All the major Avengers (even Hawkeye) get their moments and in some cases real closure. Chris Evans as Steve Rogers gets to not only be the upstanding hero but actually be behind himself as he subverts Hydra is a nicely-pitched elevator throwback. Downey’s Tony Stark may still be flippant but is now far more committed to a cause bigger than his own – at all costs. Johansson’s Black Widow is heading off for a prequel movie, but makes the most of her new leadership role and successfully clears her ledger. Ruffalo’s Hulk merges Banner and green goliath for something new and Thor…. well, controversially essentially looking like the Big Thorbowski  (or maybe if Jason Momoa is WetThor, Hemsworth is now Bud-Lightning) for most of the movie, with extra padding but Chris Hemsworth has fun with it, even if the fat-suit joke wears a little thin.

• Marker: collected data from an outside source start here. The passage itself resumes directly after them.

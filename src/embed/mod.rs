//! Rewrites image references in a note into inline `data:` URIs.
//!
//! [`convert`] scans the text once, then resolves, validates and encodes each
//! reference in turn: wiki embeds first, then Markdown images, each group in
//! document order. A reference that cannot be embedded is left as-is and
//! reported with its [`SkipReason`]; only a failure of the vault's link
//! resolution aborts the whole call.

pub mod sanitize;
pub mod scanner;

use std::ops::Range;

use crate::image::{EncodedImage, ImageFormat};
use crate::models::reference::truncate_chars;
use crate::models::{
    ConversionResult, ImageReference, ReferenceKind, ReferenceReport, ResolvedFile, SkipReason,
};
use crate::vault::Vault;

pub use sanitize::{sanitize_alt_text, wiki_alt_text};
pub use scanner::scan;

/// Default per-image size limit (10 MiB)
pub const DEFAULT_MAX_FILE_SIZE: u64 = 10 * 1024 * 1024;

/// Read-only settings for a conversion
#[derive(Debug, Clone, PartialEq, Eq)]
pub struct EmbedConfig {
    /// Files larger than this many bytes are skipped
    pub max_file_size: u64,
    /// Formats that may be embedded
    pub allowed_formats: Vec<ImageFormat>,
}

impl Default for EmbedConfig {
    fn default() -> Self {
        EmbedConfig {
            max_file_size: DEFAULT_MAX_FILE_SIZE,
            allowed_formats: ImageFormat::ALL.to_vec(),
        }
    }
}

impl EmbedConfig {
    /// Allowed format for a resolved file's extension
    pub fn allowed_format(&self, extension: &str) -> Option<ImageFormat> {
        ImageFormat::from_extension(extension).filter(|f| self.allowed_formats.contains(f))
    }

    fn check_size(&self, size: u64) -> Result<(), SkipReason> {
        if size > self.max_file_size {
            return Err(SkipReason::FileTooLarge {
                size,
                limit: self.max_file_size,
            });
        }
        Ok(())
    }
}

/// Failure of a whole conversion
/// Details stay in the error chain for logging; the message is safe to show users.
#[derive(Debug, thiserror::Error)]
pub enum ConvertError {
    #[error("failed to resolve image links")]
    Resolution {
        #[source]
        source: anyhow::Error,
    },
}

/// Embed every resolvable image referenced by `text`
///
/// `document_path` is the note's vault-relative path, used as the base for
/// relative links. The input is never modified; the rewritten text is returned
/// only when the whole conversion succeeds.
pub fn convert<V: Vault>(
    vault: &V,
    config: &EmbedConfig,
    text: &str,
    document_path: &str,
) -> Result<ConversionResult, ConvertError> {
    let references = scan(text);
    log::debug!(
        "Found {} image reference(s) in {}",
        references.len(),
        document_path
    );

    let mut replacements: Vec<(Range<usize>, String)> = Vec::new();
    let mut reports = Vec::with_capacity(references.len());

    for reference in references {
        let outcome = match resolve(vault, &reference, document_path)? {
            Some(file) => embed_file(vault, config, file),
            None => Err(SkipReason::ReferenceUnresolved),
        };

        let outcome = match outcome {
            Ok(encoded) => {
                replacements.push((reference.span.clone(), replacement(&reference, &encoded)));
                Ok(())
            }
            Err(reason) => {
                log_skip(&reference, &reason);
                Err(reason)
            }
        };

        reports.push(ReferenceReport { reference, outcome });
    }

    let result = ConversionResult {
        text: splice(text, replacements),
        reports,
    };
    log::info!(
        "Embedded {} image(s), skipped {} in {}",
        result.embedded_count(),
        result.skipped_count(),
        document_path
    );
    Ok(result)
}

fn resolve<V: Vault>(
    vault: &V,
    reference: &ImageReference,
    document_path: &str,
) -> Result<Option<V::File>, ConvertError> {
    vault
        .resolve_link(&reference.path, document_path)
        .map_err(|source| ConvertError::Resolution { source })
}

/// Validate a resolved file and encode its content
fn embed_file<V: Vault>(
    vault: &V,
    config: &EmbedConfig,
    file: V::File,
) -> Result<EncodedImage, SkipReason> {
    let extension = vault.extension_of(&file);
    let format = config
        .allowed_format(&extension)
        .ok_or_else(|| SkipReason::DisallowedExtension {
            extension: extension.clone(),
        })?;

    let size = vault.stat_size(&file).map_err(read_failure)?;
    let resolved = ResolvedFile {
        file,
        extension,
        size,
    };
    config.check_size(resolved.size)?;

    let data = vault.read_binary(&resolved.file).map_err(read_failure)?;
    // The file may have grown since it was stat'ed
    config.check_size(data.len() as u64)?;

    log::debug!(
        "Encoding {} byte {} image",
        data.len(),
        resolved.extension
    );
    Ok(EncodedImage::encode(format, &data))
}

fn read_failure(err: anyhow::Error) -> SkipReason {
    SkipReason::ReadFailure(format!("{:#}", err))
}

/// Inline image text for a successfully encoded reference
fn replacement(reference: &ImageReference, encoded: &EncodedImage) -> String {
    let alt = match reference.kind {
        ReferenceKind::Wiki => sanitize_alt_text(wiki_alt_text(&reference.path)),
        ReferenceKind::Markdown => sanitize_alt_text(reference.alt.as_deref().unwrap_or("")),
    };
    format!("![{}]({})", alt, encoded)
}

/// Build the output from the original text and non-overlapping replacements
fn splice(text: &str, mut replacements: Vec<(Range<usize>, String)>) -> String {
    replacements.sort_by_key(|(span, _)| span.start);

    let extra: usize = replacements.iter().map(|(_, r)| r.len()).sum();
    let mut out = String::with_capacity(text.len() + extra);
    let mut cursor = 0;
    for (span, replacement) in replacements {
        out.push_str(&text[cursor..span.start]);
        out.push_str(&replacement);
        cursor = span.end;
    }
    out.push_str(&text[cursor..]);
    out
}

fn log_skip(reference: &ImageReference, reason: &SkipReason) {
    match reason {
        SkipReason::ReferenceUnresolved => {
            log::warn!("Image not found: {}", reference.path_preview());
        }
        SkipReason::DisallowedExtension { extension } => {
            log::warn!("Unsupported file type: {}", extension);
        }
        SkipReason::FileTooLarge { size, .. } => {
            let name = reference.path.rsplit('/').next().unwrap_or(&reference.path);
            log::warn!(
                "File too large ({}MB): {}",
                (*size as f64 / 1024.0 / 1024.0).round(),
                truncate_chars(name, 50)
            );
        }
        SkipReason::ReadFailure(message) => {
            log::error!("Failed to process image {}: {}", reference.path_preview(), message);
        }
    }
}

Much has been made about Captain Marvel (Brie Larson) securing her credentials in the Marvel Cinematic Universe, but the truth is she’s almost an inconvenient after-thought in this entry – her absurdly high (and somewhat conveniently vague) power-set are used to all-too-quickly save Tony and Nebula near the beginning of the film and reappear towards the end of the film’s final battle but not tip the odds towards our heroes too early. Even that, one would think, rather important post-credit scene from her own movie (in which she first meets the Earth-based Avengers) is nowhere to be seen in the finished cut and it’s becoming clear that the Russo Brothers masterfully played against leaks with some faux-footage in their trailers). Larson’s scenes in Endgame were actually shot prior to her work on her solo movie, which might explain why she’s sidelined and played with a different lilt here. But there are a delightful raft of cameos, some expected, some delightfully surprising and they all form an intimate supporting tapestry that unapologetically references key elements and characters from the last decade.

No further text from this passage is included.